**WHAT IS REQUIRED**
Using the data that follows, return exactly the lines from the one that contains "pub fn validate(&self)" through the one that contains "and written here.", ends included.

**RECORDS PROVIDED**
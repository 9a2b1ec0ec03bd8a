//! Recovery of belief states from flattened lines.
//!
//! Lines may come from a model and be arbitrarily malformed, so nothing here
//! fails loudly: a line whose belief section cannot be located decodes to no
//! frames, and ids that are not integers are dropped.
//!
//! A belief section is a sequence of frames of the form
//!
//! ```text
//! ACT [ name = value, name = ['a', 'b'] ] (req, req) < 1, 2 > | 3, 4 |
//! ```
//!
//! Section boundaries are found by a hand-written scanner; the contents of
//! each section are tokenized with small regexes.

use std::fs;
use std::path::Path;
use std::sync::LazyLock;

use rayon::prelude::*;
use regex::Regex;
use serde::{Deserialize, Serialize};
use thiserror::Error;

use crate::error::{FlattenError, Result};
use crate::{END_OF_BELIEF, START_BELIEF_STATE};

static REQUEST_SLOT_RE: LazyLock<Regex> =
    LazyLock::new(|| Regex::new(r"[A-Za-z0-9_.:/\-]+").unwrap());
static OBJECT_ID_RE: LazyLock<Regex> = LazyLock::new(|| Regex::new(r"[A-Za-z0-9]+").unwrap());

/// One decoded frame; the record handed to downstream scorers.
#[derive(Debug, Clone, Default, PartialEq, Eq, Serialize, Deserialize)]
pub struct ParsedFrame {
    pub act: String,
    /// `[name, value]` pairs; list values are kept as their raw text.
    pub slots: Vec<(String, String)>,
    pub request_slots: Vec<String>,
    pub objects: Vec<i64>,
    pub disambiguation_candidates: Vec<i64>,
}

/// Why a line yielded no frames.
#[derive(Debug, Clone, Copy, PartialEq, Eq, Error)]
pub enum ParseMiss {
    #[error("line has no single '{}' marker", START_BELIEF_STATE)]
    MissingBeliefMarker,
    #[error("belief section has no single '{}' marker", END_OF_BELIEF)]
    MissingEndOfBelief,
    #[error("belief section contains no dialog act frame")]
    NoFrames,
}

/// Raw section spans of one frame, borrowed from the line.
#[derive(Debug, Clone, Copy, PartialEq, Eq)]
struct RawFrame<'a> {
    act: &'a str,
    slots: &'a str,
    request_slots: &'a str,
    objects: &'a str,
    disambiguation_candidates: &'a str,
}

fn is_act_char(c: char) -> bool {
    c.is_alphanumeric() || matches!(c, '_' | ':' | '?' | '.')
}

/// Split a slot section on commas outside bracketed values.
///
/// With `honour_quotes`, quotes inside brackets shield commas and brackets;
/// a quote still open at the end of the section makes the split fail.
fn split_outside_brackets(text: &str, honour_quotes: bool) -> Option<Vec<&str>> {
    let mut pieces = Vec::new();
    let mut depth = 0usize;
    let mut quote: Option<char> = None;
    let mut escaped = false;
    let mut piece_start = 0;

    for (idx, c) in text.char_indices() {
        if let Some(q) = quote {
            if escaped {
                escaped = false;
            } else if c == '\\' {
                escaped = true;
            } else if c == q {
                quote = None;
            }
            continue;
        }
        match c {
            '\'' | '"' if honour_quotes && depth > 0 => quote = Some(c),
            '[' => depth += 1,
            ']' => depth = depth.saturating_sub(1),
            ',' if depth == 0 => {
                pieces.push(&text[piece_start..idx]);
                piece_start = idx + 1;
            }
            _ => {}
        }
    }
    if quote.is_some() {
        return None;
    }
    pieces.push(&text[piece_start..]);
    Some(pieces)
}

/// Split a slot section into `name = value` pieces.
///
/// Generated values may carry stray apostrophes (`['men's shirt']`) or be cut
/// off mid-item; those fall back to bracket depth alone.
fn split_top_level_commas(text: &str) -> Vec<&str> {
    split_outside_brackets(text, true)
        .or_else(|| split_outside_brackets(text, false))
        .unwrap_or_default()
}

/// Left-to-right scanner yielding non-overlapping frames.
struct FrameScanner<'a> {
    text: &'a str,
    pos: usize,
}

impl<'a> FrameScanner<'a> {
    fn new(text: &'a str) -> Self {
        Self { text, pos: 0 }
    }

    /// Skip spaces from `pos`, then expect `open` and return the span up to
    /// the next `close` together with the offset just past it.
    fn delimited(&self, pos: usize, open: char, close: char) -> Option<(&'a str, usize)> {
        let rest = &self.text[pos..];
        let skipped = rest.len() - rest.trim_start_matches(' ').len();
        let open_at = pos + skipped;
        if !self.text[open_at..].starts_with(open) {
            return None;
        }
        let body_start = open_at + open.len_utf8();
        let close_at = body_start + self.text[body_start..].find(close)?;
        Some((&self.text[body_start..close_at], close_at + close.len_utf8()))
    }

    /// Try to read a whole frame whose slot section opens at `open`.
    fn frame_at(&self, open: usize) -> Option<(RawFrame<'a>, usize)> {
        let before = &self.text[self.pos..open];
        let act_end = before.trim_end_matches(' ').len();
        let act_start = before[..act_end]
            .char_indices()
            .rev()
            .take_while(|&(_, c)| is_act_char(c))
            .last()
            .map_or(act_end, |(idx, _)| idx);

        let act = &before[act_start..act_end];

        // The slot section closes at the first `]` after which the request,
        // object and candidate sections all complete.
        let body_start = open + 1;
        self.text[body_start..]
            .match_indices(']')
            .find_map(|(idx, _)| {
                let slots_close = body_start + idx;
                let (request_slots, next) = self.delimited(slots_close + 1, '(', ')')?;
                let (objects, next) = self.delimited(next, '<', '>')?;
                let (disambiguation_candidates, end) = self.delimited(next, '|', '|')?;
                Some((
                    RawFrame {
                        act,
                        slots: &self.text[body_start..slots_close],
                        request_slots,
                        objects,
                        disambiguation_candidates,
                    },
                    end,
                ))
            })
    }
}

impl<'a> Iterator for FrameScanner<'a> {
    type Item = RawFrame<'a>;

    fn next(&mut self) -> Option<Self::Item> {
        while self.pos < self.text.len() {
            let open = self.pos + self.text[self.pos..].find('[')?;
            match self.frame_at(open) {
                Some((frame, end)) => {
                    self.pos = end;
                    return Some(frame);
                }
                None => self.pos = open + 1,
            }
        }
        None
    }
}

fn parse_slots(section: &str) -> Vec<(String, String)> {
    split_top_level_commas(section)
        .into_iter()
        .filter_map(|piece| {
            let (name, value) = piece.split_once('=')?;
            let name = name.split_whitespace().last().unwrap_or("");
            Some((name.to_string(), value.trim().to_string()))
        })
        .collect()
}

fn parse_ids(section: &str) -> Vec<i64> {
    OBJECT_ID_RE
        .find_iter(section)
        .filter_map(|m| m.as_str().parse::<i64>().ok())
        .collect()
}

impl From<RawFrame<'_>> for ParsedFrame {
    fn from(raw: RawFrame<'_>) -> Self {
        Self {
            act: raw.act.to_string(),
            slots: parse_slots(raw.slots),
            request_slots: REQUEST_SLOT_RE
                .find_iter(raw.request_slots)
                .map(|m| m.as_str().to_string())
                .collect(),
            objects: parse_ids(raw.objects),
            disambiguation_candidates: parse_ids(raw.disambiguation_candidates),
        }
    }
}

/// Locate the text between the belief-state marker and `<EOB>`.
fn belief_section(line: &str) -> std::result::Result<&str, ParseMiss> {
    let parts: Vec<&str> = line.trim().split(START_BELIEF_STATE).collect();
    let [_, rest] = parts.as_slice() else {
        return Err(ParseMiss::MissingBeliefMarker);
    };
    let parts: Vec<&str> = rest.trim().split(END_OF_BELIEF).collect();
    let [section, _] = parts.as_slice() else {
        return Err(ParseMiss::MissingEndOfBelief);
    };
    Ok(section.trim())
}

/// Decode a line, reporting why nothing was recovered.
///
/// Every matched frame is returned, including ones with all sections empty.
pub fn try_parse_flattened_result(line: &str) -> std::result::Result<Vec<ParsedFrame>, ParseMiss> {
    let section = belief_section(line)?;
    let frames: Vec<ParsedFrame> = FrameScanner::new(section).map(ParsedFrame::from).collect();
    if frames.is_empty() {
        return Err(ParseMiss::NoFrames);
    }
    Ok(frames)
}

/// Decode the belief state of a flattened line.
///
/// Returns an empty list when the line has no well-formed belief section.
pub fn parse_flattened_result(line: &str) -> Vec<ParsedFrame> {
    match try_parse_flattened_result(line) {
        Ok(frames) => frames,
        Err(miss) => {
            log::trace!("no belief state recovered: {}", miss);
            Vec::new()
        }
    }
}

/// Decode many lines in parallel, keeping line order.
pub fn parse_flattened_results<S>(lines: &[S]) -> Vec<Vec<ParsedFrame>>
where
    S: AsRef<str> + Sync,
{
    lines
        .par_iter()
        .map(|line| parse_flattened_result(line.as_ref()))
        .collect()
}

/// Decode every line of a flattened file.
pub fn parse_flattened_results_from_file(path: &Path) -> Result<Vec<Vec<ParsedFrame>>> {
    let text = fs::read_to_string(path).map_err(|e| FlattenError::io(path, e))?;
    let lines: Vec<&str> = text.lines().collect();
    let results = parse_flattened_results(&lines);

    let recovered = results.iter().filter(|frames| !frames.is_empty()).count();
    log::info!(
        "Parsed {} lines from {:?}, {} with a belief state",
        results.len(),
        path,
        recovered
    );
    Ok(results)
}
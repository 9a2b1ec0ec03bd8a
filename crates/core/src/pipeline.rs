//! Pipeline for flattening a dialogue corpus into parallel text files.

use std::fs;
use std::path::{Path, PathBuf};

use serde::Serialize;

use crate::context::dialogue_contexts;
use crate::corpus::{Corpus, Dialogue, RetrievalCandidates};
use crate::encoder::{collect_oov, encode_turn, FlattenMode, FlattenedRecord};
use crate::error::{FlattenError, Result};
use crate::helpers::clean_utterance;
use crate::retrieval::{RetrievalIndex, NUM_RETRIEVAL_CANDIDATES};
use crate::tokens::{OovSet, SpecialTokens};
use crate::DEFAULT_LEN_CONTEXT;

/// Configuration for a conversion pass.
#[derive(Debug, Clone)]
pub struct ConvertConfig {
    /// Number of turn fragments in each context window.
    pub len_context: usize,
    pub use_multimodal_contexts: bool,
    pub use_belief_states: bool,
    pub output_target: bool,
    pub num_retrieval_candidates: usize,
}

impl Default for ConvertConfig {
    fn default() -> Self {
        Self {
            len_context: DEFAULT_LEN_CONTEXT,
            use_multimodal_contexts: true,
            use_belief_states: true,
            output_target: true,
            num_retrieval_candidates: NUM_RETRIEVAL_CANDIDATES,
        }
    }
}

impl ConvertConfig {
    pub fn validate(&self) -> Result<()> {
        if self.len_context == 0 {
            return Err(FlattenError::Config("len_context must be at least 1".to_string()));
        }
        Ok(())
    }

    pub fn mode(&self) -> FlattenMode {
        FlattenMode::from_use_belief_states(self.use_belief_states)
    }
}

/// Input and output locations for a conversion pass.
#[derive(Debug, Clone, Default)]
pub struct ConvertPaths {
    pub input_json: PathBuf,
    pub output_predict: PathBuf,
    /// Required when targets are produced.
    pub output_target: Option<PathBuf>,
    pub input_special_tokens: Option<PathBuf>,
    /// When set, act and slot-name tokens are collected and written here.
    pub output_special_tokens: Option<PathBuf>,
    pub input_retrieval: Option<PathBuf>,
    /// Required when `input_retrieval` is set.
    pub output_retrieval: Option<PathBuf>,
}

**TASK RESULT**
    pub fn validate(&self) -> Result<()> {
        if self.len_context == 0 {
            return Err(FlattenError::Config("len_context must be at least 1".to_string()));
        }
        Ok(())
    }

    pub fn mode(&self) -> FlattenMode {
        FlattenMode::from_use_belief_states(self.use_belief_states)
    }
}

/// Input and output locations for a conversion pass.
#[derive(Debug, Clone, Default)]
pub struct ConvertPaths {
    pub input_json: PathBuf,
    pub output_predict: PathBuf,
    /// Required when targets are produced.
    pub output_target: Option<PathBuf>,
    pub input_special_tokens: Option<PathBuf>,
    /// When set, act and slot-name tokens are collected and written here.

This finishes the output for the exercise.